**** Data for the task ****
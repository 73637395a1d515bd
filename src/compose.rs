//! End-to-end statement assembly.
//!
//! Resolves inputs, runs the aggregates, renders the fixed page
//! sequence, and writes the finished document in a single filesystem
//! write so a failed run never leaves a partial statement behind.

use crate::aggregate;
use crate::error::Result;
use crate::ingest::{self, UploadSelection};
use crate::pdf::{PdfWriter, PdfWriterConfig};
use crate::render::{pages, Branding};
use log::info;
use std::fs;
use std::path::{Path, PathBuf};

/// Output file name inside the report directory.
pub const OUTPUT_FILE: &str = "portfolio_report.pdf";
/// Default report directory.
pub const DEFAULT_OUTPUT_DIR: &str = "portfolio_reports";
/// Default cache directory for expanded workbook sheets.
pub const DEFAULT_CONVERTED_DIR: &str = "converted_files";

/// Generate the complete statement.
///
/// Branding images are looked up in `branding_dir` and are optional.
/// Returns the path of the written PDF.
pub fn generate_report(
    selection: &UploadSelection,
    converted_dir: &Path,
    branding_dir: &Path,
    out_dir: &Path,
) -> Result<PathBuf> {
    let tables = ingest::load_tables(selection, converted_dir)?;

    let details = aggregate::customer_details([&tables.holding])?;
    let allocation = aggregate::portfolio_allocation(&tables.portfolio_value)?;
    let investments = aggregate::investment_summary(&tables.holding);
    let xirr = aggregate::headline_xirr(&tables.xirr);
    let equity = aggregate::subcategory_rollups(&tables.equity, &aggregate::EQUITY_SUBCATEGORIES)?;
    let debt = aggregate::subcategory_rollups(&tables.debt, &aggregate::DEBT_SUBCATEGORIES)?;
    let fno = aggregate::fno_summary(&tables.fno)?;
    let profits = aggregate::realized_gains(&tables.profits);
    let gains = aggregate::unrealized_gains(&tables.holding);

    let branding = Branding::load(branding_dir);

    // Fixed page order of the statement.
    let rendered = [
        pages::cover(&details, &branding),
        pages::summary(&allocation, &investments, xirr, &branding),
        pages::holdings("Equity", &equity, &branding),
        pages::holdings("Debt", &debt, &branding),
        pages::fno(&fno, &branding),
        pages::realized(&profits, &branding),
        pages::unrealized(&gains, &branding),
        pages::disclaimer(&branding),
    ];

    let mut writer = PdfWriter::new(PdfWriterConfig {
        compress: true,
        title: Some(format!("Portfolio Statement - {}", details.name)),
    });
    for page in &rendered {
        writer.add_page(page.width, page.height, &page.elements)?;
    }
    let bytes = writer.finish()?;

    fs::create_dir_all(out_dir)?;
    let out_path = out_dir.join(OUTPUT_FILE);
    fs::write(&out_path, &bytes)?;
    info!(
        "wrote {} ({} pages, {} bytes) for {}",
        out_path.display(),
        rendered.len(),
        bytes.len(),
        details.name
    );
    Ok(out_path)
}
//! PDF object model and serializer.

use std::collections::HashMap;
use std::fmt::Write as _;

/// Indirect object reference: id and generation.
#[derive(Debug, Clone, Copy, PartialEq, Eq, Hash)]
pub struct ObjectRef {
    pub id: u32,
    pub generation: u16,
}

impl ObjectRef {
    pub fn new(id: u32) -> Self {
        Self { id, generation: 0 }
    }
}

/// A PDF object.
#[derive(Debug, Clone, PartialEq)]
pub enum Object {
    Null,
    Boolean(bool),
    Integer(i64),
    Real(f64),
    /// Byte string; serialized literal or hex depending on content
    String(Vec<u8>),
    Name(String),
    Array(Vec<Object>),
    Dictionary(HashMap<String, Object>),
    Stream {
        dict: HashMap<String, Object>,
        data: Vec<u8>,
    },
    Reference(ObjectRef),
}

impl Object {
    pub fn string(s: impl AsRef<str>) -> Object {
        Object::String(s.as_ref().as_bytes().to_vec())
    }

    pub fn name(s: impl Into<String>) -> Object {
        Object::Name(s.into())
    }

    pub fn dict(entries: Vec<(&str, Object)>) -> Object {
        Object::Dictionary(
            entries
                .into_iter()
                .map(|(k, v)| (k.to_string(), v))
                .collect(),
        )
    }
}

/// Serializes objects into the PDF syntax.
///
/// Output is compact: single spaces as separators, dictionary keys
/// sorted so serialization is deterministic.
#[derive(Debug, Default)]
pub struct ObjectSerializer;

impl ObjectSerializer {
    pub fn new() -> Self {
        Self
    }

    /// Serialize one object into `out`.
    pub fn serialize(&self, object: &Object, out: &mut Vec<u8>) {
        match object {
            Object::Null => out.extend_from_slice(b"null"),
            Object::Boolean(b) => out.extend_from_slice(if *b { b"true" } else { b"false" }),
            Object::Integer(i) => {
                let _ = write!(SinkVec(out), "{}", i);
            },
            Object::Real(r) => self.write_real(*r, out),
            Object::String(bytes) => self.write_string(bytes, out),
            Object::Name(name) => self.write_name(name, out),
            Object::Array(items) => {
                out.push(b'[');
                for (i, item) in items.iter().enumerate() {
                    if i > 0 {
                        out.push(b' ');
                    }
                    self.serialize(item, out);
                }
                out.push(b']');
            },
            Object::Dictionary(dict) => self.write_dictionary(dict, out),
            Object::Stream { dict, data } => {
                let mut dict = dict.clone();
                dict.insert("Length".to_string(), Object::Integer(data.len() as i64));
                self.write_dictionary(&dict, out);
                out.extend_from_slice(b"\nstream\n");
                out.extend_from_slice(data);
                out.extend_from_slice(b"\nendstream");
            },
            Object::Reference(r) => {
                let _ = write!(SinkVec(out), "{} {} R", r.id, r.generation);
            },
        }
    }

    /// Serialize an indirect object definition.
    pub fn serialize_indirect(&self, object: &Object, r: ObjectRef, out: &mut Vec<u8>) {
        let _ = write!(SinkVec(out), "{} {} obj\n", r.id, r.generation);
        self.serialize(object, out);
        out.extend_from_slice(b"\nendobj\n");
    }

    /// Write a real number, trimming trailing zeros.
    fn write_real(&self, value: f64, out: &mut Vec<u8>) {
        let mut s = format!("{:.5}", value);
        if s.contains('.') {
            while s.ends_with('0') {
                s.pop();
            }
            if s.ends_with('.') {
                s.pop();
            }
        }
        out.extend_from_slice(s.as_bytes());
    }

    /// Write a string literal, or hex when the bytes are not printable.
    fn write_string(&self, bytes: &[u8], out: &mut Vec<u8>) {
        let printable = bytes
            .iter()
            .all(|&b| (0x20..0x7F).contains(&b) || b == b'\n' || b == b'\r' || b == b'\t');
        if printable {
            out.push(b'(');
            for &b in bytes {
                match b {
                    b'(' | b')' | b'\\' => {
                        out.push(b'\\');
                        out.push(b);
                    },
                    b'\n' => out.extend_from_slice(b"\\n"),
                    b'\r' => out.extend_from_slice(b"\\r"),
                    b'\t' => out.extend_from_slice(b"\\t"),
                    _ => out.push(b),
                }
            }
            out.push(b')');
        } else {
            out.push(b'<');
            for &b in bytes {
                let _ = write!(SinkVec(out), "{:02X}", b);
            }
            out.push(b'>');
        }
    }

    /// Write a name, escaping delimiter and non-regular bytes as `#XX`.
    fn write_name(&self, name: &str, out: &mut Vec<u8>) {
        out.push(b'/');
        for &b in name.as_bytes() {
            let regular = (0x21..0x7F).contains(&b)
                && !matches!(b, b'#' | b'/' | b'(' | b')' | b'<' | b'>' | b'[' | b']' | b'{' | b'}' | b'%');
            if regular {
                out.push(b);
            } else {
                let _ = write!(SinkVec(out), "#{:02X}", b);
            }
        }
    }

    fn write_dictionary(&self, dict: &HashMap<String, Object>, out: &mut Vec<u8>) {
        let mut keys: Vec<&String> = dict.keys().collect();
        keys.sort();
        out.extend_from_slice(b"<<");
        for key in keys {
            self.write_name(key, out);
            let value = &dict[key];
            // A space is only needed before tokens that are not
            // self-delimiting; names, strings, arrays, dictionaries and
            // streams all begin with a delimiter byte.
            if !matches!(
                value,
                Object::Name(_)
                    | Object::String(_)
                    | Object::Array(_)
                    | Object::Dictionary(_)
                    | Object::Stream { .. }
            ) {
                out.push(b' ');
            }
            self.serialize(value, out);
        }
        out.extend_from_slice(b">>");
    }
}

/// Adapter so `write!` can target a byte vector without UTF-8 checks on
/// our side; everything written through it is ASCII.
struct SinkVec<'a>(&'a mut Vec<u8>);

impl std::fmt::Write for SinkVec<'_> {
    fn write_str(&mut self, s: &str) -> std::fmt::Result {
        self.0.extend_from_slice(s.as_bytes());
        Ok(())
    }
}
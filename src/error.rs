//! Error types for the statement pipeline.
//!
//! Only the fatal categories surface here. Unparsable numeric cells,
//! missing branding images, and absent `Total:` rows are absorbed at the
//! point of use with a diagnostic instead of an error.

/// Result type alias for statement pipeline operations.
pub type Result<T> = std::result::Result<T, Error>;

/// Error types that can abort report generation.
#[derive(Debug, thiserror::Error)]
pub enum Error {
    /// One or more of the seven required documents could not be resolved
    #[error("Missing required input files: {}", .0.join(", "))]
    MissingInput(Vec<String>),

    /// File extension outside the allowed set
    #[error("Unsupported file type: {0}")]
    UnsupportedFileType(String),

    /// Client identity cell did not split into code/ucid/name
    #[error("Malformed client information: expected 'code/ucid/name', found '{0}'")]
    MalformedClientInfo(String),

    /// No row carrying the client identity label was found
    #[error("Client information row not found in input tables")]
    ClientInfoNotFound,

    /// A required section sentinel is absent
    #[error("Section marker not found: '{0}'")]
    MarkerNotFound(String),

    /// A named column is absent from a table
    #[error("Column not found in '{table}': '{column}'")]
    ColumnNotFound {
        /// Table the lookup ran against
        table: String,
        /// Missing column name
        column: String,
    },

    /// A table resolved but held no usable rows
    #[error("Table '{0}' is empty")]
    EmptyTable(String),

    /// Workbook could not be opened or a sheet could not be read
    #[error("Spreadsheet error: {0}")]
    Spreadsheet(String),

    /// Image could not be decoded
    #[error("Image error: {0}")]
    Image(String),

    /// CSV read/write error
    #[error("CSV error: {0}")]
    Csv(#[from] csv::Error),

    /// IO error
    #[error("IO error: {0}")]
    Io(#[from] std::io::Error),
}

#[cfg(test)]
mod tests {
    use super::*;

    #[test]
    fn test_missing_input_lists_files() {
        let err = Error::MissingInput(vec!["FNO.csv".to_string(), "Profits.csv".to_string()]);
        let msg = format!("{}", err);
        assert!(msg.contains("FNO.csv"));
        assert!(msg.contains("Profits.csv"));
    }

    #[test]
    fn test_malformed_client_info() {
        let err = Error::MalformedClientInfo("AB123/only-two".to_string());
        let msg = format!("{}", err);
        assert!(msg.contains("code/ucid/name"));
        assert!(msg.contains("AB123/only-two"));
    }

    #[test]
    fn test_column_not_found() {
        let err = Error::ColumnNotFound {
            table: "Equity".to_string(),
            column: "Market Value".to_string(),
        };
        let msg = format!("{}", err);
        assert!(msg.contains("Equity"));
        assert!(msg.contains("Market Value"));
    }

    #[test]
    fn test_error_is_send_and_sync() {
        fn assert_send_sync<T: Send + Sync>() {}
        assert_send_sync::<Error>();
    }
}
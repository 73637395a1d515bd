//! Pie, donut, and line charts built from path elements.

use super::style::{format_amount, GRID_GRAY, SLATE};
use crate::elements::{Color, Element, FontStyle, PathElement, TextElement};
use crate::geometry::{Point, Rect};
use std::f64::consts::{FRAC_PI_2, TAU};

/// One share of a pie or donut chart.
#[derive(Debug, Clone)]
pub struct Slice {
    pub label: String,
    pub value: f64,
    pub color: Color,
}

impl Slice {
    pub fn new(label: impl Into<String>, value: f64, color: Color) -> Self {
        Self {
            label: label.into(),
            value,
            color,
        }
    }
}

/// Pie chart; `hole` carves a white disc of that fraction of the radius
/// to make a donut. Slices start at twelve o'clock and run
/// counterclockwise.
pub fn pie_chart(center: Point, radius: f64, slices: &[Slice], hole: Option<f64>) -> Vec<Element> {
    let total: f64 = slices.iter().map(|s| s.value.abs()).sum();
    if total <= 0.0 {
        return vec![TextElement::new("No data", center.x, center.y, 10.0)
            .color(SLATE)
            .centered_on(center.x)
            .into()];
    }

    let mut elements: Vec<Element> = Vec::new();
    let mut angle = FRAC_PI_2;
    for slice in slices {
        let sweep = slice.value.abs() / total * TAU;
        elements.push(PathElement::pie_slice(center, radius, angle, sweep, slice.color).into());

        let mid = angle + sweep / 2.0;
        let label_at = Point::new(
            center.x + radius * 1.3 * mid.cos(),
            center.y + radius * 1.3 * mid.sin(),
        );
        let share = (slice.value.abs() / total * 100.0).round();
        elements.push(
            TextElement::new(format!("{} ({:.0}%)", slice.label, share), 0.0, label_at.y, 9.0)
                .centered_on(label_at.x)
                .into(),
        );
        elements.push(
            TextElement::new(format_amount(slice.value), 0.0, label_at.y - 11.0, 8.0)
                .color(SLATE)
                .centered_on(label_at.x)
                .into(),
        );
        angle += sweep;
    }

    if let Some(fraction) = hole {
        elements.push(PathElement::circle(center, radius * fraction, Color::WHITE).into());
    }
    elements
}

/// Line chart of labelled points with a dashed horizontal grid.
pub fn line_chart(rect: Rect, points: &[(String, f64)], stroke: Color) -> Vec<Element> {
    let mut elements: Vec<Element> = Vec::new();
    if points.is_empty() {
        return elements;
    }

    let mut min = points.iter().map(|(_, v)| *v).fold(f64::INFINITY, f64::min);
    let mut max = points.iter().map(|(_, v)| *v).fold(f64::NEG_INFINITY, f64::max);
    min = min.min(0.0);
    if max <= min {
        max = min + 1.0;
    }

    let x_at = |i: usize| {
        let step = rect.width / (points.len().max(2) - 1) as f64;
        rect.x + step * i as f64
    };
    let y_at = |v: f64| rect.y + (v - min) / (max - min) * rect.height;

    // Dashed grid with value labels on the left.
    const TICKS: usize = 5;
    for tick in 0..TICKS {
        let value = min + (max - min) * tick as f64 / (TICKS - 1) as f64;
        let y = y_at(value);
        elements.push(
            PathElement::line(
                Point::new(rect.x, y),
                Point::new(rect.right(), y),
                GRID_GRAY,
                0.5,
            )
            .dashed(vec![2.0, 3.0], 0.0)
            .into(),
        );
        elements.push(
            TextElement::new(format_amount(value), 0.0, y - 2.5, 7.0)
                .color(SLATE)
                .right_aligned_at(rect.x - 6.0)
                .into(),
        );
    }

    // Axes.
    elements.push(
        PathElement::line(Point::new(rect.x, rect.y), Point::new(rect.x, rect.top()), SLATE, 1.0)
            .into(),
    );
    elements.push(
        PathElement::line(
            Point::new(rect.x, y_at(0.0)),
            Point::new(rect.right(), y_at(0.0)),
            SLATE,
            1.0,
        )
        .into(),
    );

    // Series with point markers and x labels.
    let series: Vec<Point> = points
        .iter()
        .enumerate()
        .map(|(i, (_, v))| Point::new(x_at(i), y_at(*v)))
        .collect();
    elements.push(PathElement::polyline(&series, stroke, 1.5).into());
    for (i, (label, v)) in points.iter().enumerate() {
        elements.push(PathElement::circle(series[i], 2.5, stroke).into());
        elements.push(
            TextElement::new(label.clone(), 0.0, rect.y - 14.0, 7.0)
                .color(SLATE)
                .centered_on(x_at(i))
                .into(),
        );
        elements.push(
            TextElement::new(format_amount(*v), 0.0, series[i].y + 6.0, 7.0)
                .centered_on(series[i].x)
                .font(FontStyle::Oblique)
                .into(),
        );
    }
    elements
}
****
How to complete this task: The lines to return are those in the material above that hold "join".

Response for this exercise:
    let out_path = out_dir.join(OUTPUT_FILE);
    #[error("Missing required input files: {}", .0.join(", "))]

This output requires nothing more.